In the description of such partial combustion catalytic systems set forth herein, the following terms are understood to have the following meanings:

(1) “Adiabatic combustion temperature” is the temperature of a fuel and air mixture after all of the fuel in the mixture has been combusted with no thermal energy lost to the surroundings, with the thermal energy instead being used to raise the temperature of the components of the gas mixture.

(2) “Fuel air ratio” is the ratio of the total fuel to total air expressed as either a volumetric ratio or a mass ratio.

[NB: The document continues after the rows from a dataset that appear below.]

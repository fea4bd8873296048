//! Aggregator service for monthly expense statistics
//!
//! All sums are exact decimals. Groupings keep the order in which each key
//! is first seen, so an ascending-by-date input yields chronological output.

use std::collections::HashMap;

use chrono::NaiveDate;
use rust_decimal::Decimal;

use crate::types::{Category, CategoryTotal, DailyTotal, ExpenseAggregate, ExpenseRecord};

/// Calendar days shown on the trend chart, today included
pub const TREND_WINDOW_DAYS: i64 = 7;

/// Aggregator for computing expense statistics
pub struct Aggregator;

impl Aggregator {
    /// Run every reduction over one month of expenses
    pub fn aggregate(expenses: &[ExpenseRecord], today: NaiveDate) -> ExpenseAggregate {
        ExpenseAggregate {
            total: Self::total(expenses),
            by_category: Self::by_category(expenses),
            by_day: Self::by_day(expenses, today),
        }
    }

    /// Sum of all amounts at full precision
    pub fn total(expenses: &[ExpenseRecord]) -> Decimal {
        expenses
            .iter()
            .fold(Decimal::ZERO, |sum, e| sum.saturating_add(e.amount))
    }

    /// Sum per category, in order of first occurrence.
    /// Unrecognized labels get their own entry.
    pub fn by_category(expenses: &[ExpenseRecord]) -> Vec<CategoryTotal> {
        let mut index: HashMap<&Category, usize> = HashMap::new();
        let mut totals: Vec<CategoryTotal> = Vec::new();

        for expense in expenses {
            let slot = *index.entry(&expense.category).or_insert_with(|| {
                totals.push(CategoryTotal {
                    category: expense.category.clone(),
                    amount: Decimal::ZERO,
                });
                totals.len() - 1
            });
            totals[slot].amount = totals[slot].amount.saturating_add(expense.amount);
        }

        totals
    }

    /// First day kept by the trend window.
    /// A record dated exactly `TREND_WINDOW_DAYS` ago falls outside it.
    pub fn trend_window_start(today: NaiveDate) -> NaiveDate {
        today - chrono::Duration::days(TREND_WINDOW_DAYS - 1)
    }

    /// Sum per calendar day for expenses inside the trend window,
    /// in order of first occurrence
    pub fn by_day(expenses: &[ExpenseRecord], today: NaiveDate) -> Vec<DailyTotal> {
        let start = Self::trend_window_start(today);
        let mut index: HashMap<NaiveDate, usize> = HashMap::new();
        let mut days: Vec<DailyTotal> = Vec::new();

        for expense in expenses.iter().filter(|e| e.date >= start) {
            let slot = *index.entry(expense.date).or_insert_with(|| {
                days.push(DailyTotal {
                    date: expense.date,
                    amount: Decimal::ZERO,
                });
                days.len() - 1
            });
            days[slot].amount = days[slot].amount.saturating_add(expense.amount);
        }

        days
    }
}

This ratio can be calculated either from the composition of a static or fixed gas mixture as the actual mixture composition or from a flowing gas mixture as the ratio of flows of fuel and air.

(3) “Post catalyst reaction zone” is the portion of the flow path just downstream of the catalyst but before any additional air introduction and before the turbine where the gas mixture exiting the catalyst can undergo further reaction.

(4) “Ignition delay time” (Tignition) is the time period from when the hot gases exit the catalyst until they fully combust the remaining fuel content.

(5) “Homogeneous combustion zone” or “Homogeneous combustion process wave” is the region downstream of the catalyst wherein the remaining uncombusted fuel exiting the catalyst is combusted.

(6) “Exhaust gas temperature” is the temperature of the gas mixture exiting the process after the work has been extracted. In the case of a gas turbine, this is the temperature of the gas just downstream of the power turbines typically connected to the load.

(7) “Exhaust gas temperature delta” (EGTdelta) is the numerical difference between the exhaust gas temperature at any time and the calculated exhaust gas temperature at full load.

In FIG. 3, (which is a linear schematic representation of a typical partial combustion catalytic system with the gas temperature and fuel concentrations at various locations along the flow path shown there below), air 3-7 enters a fuel injection and mixing system 3-8 which injects fuel into the flowing air stream.

A portion of the fuel is combusted in the catalyst 3-10 resulting in an increase in temperature of the gas mixture as it passes through catalyst 3-10. As can be seen, the mixture exiting catalyst 3-10 is at an elevated temperature. This fuel/air mixture contains remaining unburned fuel which undergoes auto-ignition in the post catalyst reaction zone 3-11. Specifically, the fuel is combusted to form the final reaction products of CO2 and H2O with the temperature rising to the final combustion temperature 3-31 at homogeneous combustion process wave 3-30. The resulting hot, high energy gases (in post catalyst reaction zone 3-11) then drive the power turbine (1-4 in FIG. 1) and load (1-5 in FIG. 1).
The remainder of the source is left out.